Polymer data structure and residue templates. The input positions and elements are parsed from a PDB or mmCIF file which omit the connectivity between atoms. There’s only one hydrogen atom. In the raw RDKit molecule, the connectivity between atoms is determined by RDKit using interatomic distances and assuming all bonds are single. The input hydrogen is the only hydrogen that exists as a real RDKit atom, and plays a role in identifying the correct template (HIE). The clean RDKit molecule contains all atoms in the residue that effectively constitute the model for simulation. All atoms are real RDKit atoms except for the hydrogens that take the place of an atom of an adjacent residue, which are not depicted. The molecule graph, including formal charges and bond orders, are copied from the matched template, and the atomic positions are sourced from the raw molecule. Hydrogen atoms and bonds highlighted in pink in the clean molecule originate from the template molecule, not from the raw molecule. The positions of these hydrogens are computed by RDKit. The padded molecule contains a few extra atoms to model the chemical environment of atoms near bonds to adjacent residues. Each residue template is associated with chemical reactions that pad each atom that is expected to form a bond with an adjacent residue. The reactions do not depend on what the adjacent residue is, enabling padding when there are missing residues in a structure. We refer to these as blunt endings. The instance of the molecule setup is created using the padded molecule.
Residue names are often associated with multiple templates, in a lookup group. For example, the histidine amino acid is defined in PDB files as HIS with no specific protonation state, but Meeko checks templates HID (neutral tautomer 1, hydrogen on Nd1), HIE (neutral tautomer 2, hydrogen on Ne2) and HIP (protonated, hydrogens on both Nd1 and Ne2). This is meant to preserve the protonation state set by external tools, such as reduce(12), CHARMM-GUI(13), or hydrogens manually added in a molecule viewer. This process is illustrated in Figure 2. The closest match is used if hydrogens are present, otherwise a default is used (e.g., HIE for histidine). Alternatively, specific templates can be set for given residues to impose a given protonation state, overriding existing hydrogens, for example to model the thiolate state (CYX- template) for a cysteine that has a thiol hydrogen in the input.

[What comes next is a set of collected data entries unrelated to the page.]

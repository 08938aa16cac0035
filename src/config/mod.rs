//! Configuration file management and backend settings.

mod manager;

pub use manager::{
    BingConfig, CONFIG_TEMPLATE, ConfigFile, ConfigManager, DEFAULT_BING_KEY_ENV,
    DEFAULT_GOOGLE_KEY_ENV, DefaultsConfig, GoogleConfig, KeySource, ResolveOptions,
    ResolvedConfig, resolve_config,
};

When matching templates, bonds with neighbor residues are also considered in order to take into account the molecular environment for correct parametrization. To do so, once extracted from the polymer, a padded copy of the residue molecule is created by adding a minimal set of atoms to mimic the chemical environment around the polymeric bonds (Fig. 2). At the time of writing, five types of predefined paddings are supported: two for peptide bonds (C- and N-terminus amino acids), two for phosphodiester bonds (3’ and 5’ ends in nucleic acids), and one for disulfide bonds in cysteines.
The built-in polymer parametrization template library includes (i) standard residues, (ii) modified residues from Amber’s residue libraries(14), and (iii) entries from the Chemical Component Dictionary (CCD)(15) that have the same residue name as other built-in residue templates. At the time of writing, the template library comprises of 812 residue templates, which include variations in protonation state.
For standard protein residues, the lookup group typically contains three backbone variants: one for residues that are in the middle of a chain, one for C-terminal residues with free carboxylate group, and one for N-terminal residue with free ammonium group. These are combined with sidechain variants with different protonation states. The templates of modified amino acids, such as sidechain phosphorylation, as well as the residue names used to look up the templates, were built from residue definitions of the Amber force field. Extending support for different sets of residue names consists in adding additional keys to the lookup groups, which can point to existing templates or to new ones. Adding templates and updating the lookup groups can be done both from the command line tool and from the Python API.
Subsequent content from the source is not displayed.